# What is expected:
Print out the records that follow, exactly and completely.

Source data

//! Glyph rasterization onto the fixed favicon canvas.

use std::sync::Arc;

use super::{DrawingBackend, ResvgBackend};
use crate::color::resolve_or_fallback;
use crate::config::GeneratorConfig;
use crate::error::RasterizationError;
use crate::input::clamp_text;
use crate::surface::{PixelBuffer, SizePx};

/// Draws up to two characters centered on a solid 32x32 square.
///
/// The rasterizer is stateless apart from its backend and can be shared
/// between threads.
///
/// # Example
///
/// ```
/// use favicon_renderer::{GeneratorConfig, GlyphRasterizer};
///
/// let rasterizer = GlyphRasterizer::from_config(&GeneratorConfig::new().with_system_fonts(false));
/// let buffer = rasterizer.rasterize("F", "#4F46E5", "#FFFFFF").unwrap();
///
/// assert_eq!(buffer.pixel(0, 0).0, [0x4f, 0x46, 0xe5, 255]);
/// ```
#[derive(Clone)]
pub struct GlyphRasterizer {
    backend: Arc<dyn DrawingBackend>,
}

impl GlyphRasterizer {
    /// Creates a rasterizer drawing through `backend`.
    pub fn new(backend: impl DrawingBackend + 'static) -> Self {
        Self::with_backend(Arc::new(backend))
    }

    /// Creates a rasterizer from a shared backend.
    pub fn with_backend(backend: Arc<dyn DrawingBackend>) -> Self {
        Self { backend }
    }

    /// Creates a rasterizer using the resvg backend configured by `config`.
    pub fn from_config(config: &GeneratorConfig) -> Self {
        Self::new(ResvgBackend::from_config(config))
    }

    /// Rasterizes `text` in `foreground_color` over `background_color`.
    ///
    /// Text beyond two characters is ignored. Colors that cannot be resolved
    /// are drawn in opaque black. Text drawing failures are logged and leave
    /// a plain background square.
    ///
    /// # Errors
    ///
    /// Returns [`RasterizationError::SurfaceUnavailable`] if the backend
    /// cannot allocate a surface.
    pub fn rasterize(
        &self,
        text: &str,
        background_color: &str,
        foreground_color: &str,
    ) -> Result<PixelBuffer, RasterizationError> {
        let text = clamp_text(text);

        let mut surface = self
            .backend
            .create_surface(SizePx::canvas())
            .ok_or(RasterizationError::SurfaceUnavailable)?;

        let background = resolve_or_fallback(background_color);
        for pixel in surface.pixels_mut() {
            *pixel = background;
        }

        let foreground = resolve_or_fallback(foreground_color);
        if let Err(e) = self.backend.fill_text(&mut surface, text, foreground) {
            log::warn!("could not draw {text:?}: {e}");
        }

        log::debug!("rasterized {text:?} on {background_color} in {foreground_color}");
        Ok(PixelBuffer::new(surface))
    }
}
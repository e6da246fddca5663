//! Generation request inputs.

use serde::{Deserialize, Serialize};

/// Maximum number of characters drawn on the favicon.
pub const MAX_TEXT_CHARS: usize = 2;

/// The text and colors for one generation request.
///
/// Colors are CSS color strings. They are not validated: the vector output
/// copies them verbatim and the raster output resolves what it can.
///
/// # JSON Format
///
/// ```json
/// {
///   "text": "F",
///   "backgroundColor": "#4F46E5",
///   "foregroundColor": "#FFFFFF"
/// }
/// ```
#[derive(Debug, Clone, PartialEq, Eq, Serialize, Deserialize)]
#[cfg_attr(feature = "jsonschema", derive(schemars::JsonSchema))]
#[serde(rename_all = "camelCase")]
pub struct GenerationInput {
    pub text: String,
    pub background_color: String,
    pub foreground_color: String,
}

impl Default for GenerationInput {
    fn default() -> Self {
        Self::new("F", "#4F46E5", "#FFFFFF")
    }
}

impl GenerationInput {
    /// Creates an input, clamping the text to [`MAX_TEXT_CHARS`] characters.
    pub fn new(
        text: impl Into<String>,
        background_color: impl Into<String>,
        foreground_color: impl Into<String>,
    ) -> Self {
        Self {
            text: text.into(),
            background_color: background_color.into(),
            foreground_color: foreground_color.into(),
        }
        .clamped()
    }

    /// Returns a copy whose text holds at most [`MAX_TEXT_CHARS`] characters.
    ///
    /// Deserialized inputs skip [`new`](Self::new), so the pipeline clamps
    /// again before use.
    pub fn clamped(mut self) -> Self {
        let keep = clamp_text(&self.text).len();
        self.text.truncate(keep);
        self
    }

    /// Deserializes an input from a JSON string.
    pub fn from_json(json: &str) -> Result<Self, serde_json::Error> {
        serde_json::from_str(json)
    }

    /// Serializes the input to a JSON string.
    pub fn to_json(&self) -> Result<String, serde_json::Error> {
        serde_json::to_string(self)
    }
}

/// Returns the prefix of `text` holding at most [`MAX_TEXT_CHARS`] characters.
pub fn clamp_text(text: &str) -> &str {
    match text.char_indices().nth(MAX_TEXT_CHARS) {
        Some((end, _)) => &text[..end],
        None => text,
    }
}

# Reply to the exercise:
//! Glyph rasterization onto the fixed favicon canvas.

use std::sync::Arc;

use super::{DrawingBackend, ResvgBackend};
use crate::color::resolve_or_fallback;
use crate::config::GeneratorConfig;
use crate::error::RasterizationError;
use crate::input::clamp_text;
use crate::surface::{PixelBuffer, SizePx};

/// Draws up to two characters centered on a solid 32x32 square.
///
/// The rasterizer is stateless apart from its backend and can be shared
/// between threads.
///
/// # Example
///
/// ```
/// use favicon_renderer::{GeneratorConfig, GlyphRasterizer};
///
/// let rasterizer = GlyphRasterizer::from_config(&GeneratorConfig::new().with_system_fonts(false));
/// let buffer = rasterizer.rasterize("F", "#4F46E5", "#FFFFFF").unwrap();
///
/// assert_eq!(buffer.pixel(0, 0).0, [0x4f, 0x46, 0xe5, 255]);
/// ```
#[derive(Clone)]
pub struct GlyphRasterizer {
    backend: Arc<dyn DrawingBackend>,
}

impl GlyphRasterizer {
    /// Creates a rasterizer drawing through `backend`.
    pub fn new(backend: impl DrawingBackend + 'static) -> Self {
        Self::with_backend(Arc::new(backend))
    }

    /// Creates a rasterizer from a shared backend.
    pub fn with_backend(backend: Arc<dyn DrawingBackend>) -> Self {
        Self { backend }
    }

    /// Creates a rasterizer using the resvg backend configured by `config`.
    pub fn from_config(config: &GeneratorConfig) -> Self {
        Self::new(ResvgBackend::from_config(config))
    }

    /// Rasterizes `text` in `foreground_color` over `background_color`.
    ///
    /// Text beyond two characters is ignored. Colors that cannot be resolved
    /// are drawn in opaque black. Text drawing failures are logged and leave
    /// a plain background square.
    ///
    /// # Errors
    ///
    /// Returns [`RasterizationError::SurfaceUnavailable`] if the backend
    /// cannot allocate a surface.
    pub fn rasterize(
        &self,
        text: &str,
        background_color: &str,
        foreground_color: &str,
    ) -> Result<PixelBuffer, RasterizationError> {
        let text = clamp_text(text);

        let mut surface = self
            .backend
            .create_surface(SizePx::canvas())
            .ok_or(RasterizationError::SurfaceUnavailable)?;

        let background = resolve_or_fallback(background_color);
        for pixel in surface.pixels_mut() {
            *pixel = background;
        }

        let foreground = resolve_or_fallback(foreground_color);
        if let Err(e) = self.backend.fill_text(&mut surface, text, foreground) {
            log::warn!("could not draw {text:?}: {e}");
        }

        log::debug!("rasterized {text:?} on {background_color} in {foreground_color}");
        Ok(PixelBuffer::new(surface))
    }
}
repository e6da246fddca5663
//! Generation request inputs.

use serde::{Deserialize, Serialize};

/// Maximum number of characters drawn on the favicon.
pub const MAX_TEXT_CHARS: usize = 2;

/// The text and colors for one generation request.
///
/// Colors are CSS color strings. They are not validated: the vector output
/// copies them verbatim and the raster output resolves what it can.
///
/// # JSON Format
///
/// ```json
/// {
///   "text": "F",
///   "backgroundColor": "#4F46E5",
///   "foregroundColor": "#FFFFFF"
/// }
/// ```
#[derive(Debug, Clone, PartialEq, Eq, Serialize, Deserialize)]
#[cfg_attr(feature = "jsonschema", derive(schemars::JsonSchema))]
#[serde(rename_all = "camelCase")]
pub struct GenerationInput {
    pub text: String,
    pub background_color: String,
    pub foreground_color: String,
}

impl Default for GenerationInput {
    fn default() -> Self {
        Self::new("F", "#4F46E5", "#FFFFFF")
    }
}

impl GenerationInput {
    /// Creates an input, clamping the text to [`MAX_TEXT_CHARS`] characters.
    pub fn new(
        text: impl Into<String>,
        background_color: impl Into<String>,
        foreground_color: impl Into<String>,
    ) -> Self {
        Self {
            text: text.into(),
            background_color: background_color.into(),
            foreground_color: foreground_color.into(),
        }
        .clamped()
    }

    /// Returns a copy whose text holds at most [`MAX_TEXT_CHARS`] characters.
    ///
    /// Deserialized inputs skip [`new`](Self::new), so the pipeline clamps
    /// again before use.
    pub fn clamped(mut self) -> Self {
        let keep = clamp_text(&self.text).len();
        self.text.truncate(keep);
        self
    }

    /// Deserializes an input from a JSON string.
    pub fn from_json(json: &str) -> Result<Self, serde_json::Error> {
        serde_json::from_str(json)
    }

    /// Serializes the input to a JSON string.
    pub fn to_json(&self) -> Result<String, serde_json::Error> {
        serde_json::to_string(self)
    }
}

/// Returns the prefix of `text` holding at most [`MAX_TEXT_CHARS`] characters.
pub fn clamp_text(text: &str) -> &str {
    match text.char_indices().nth(MAX_TEXT_CHARS) {
        Some((end, _)) => &text[..end],
        None => text,
    }
}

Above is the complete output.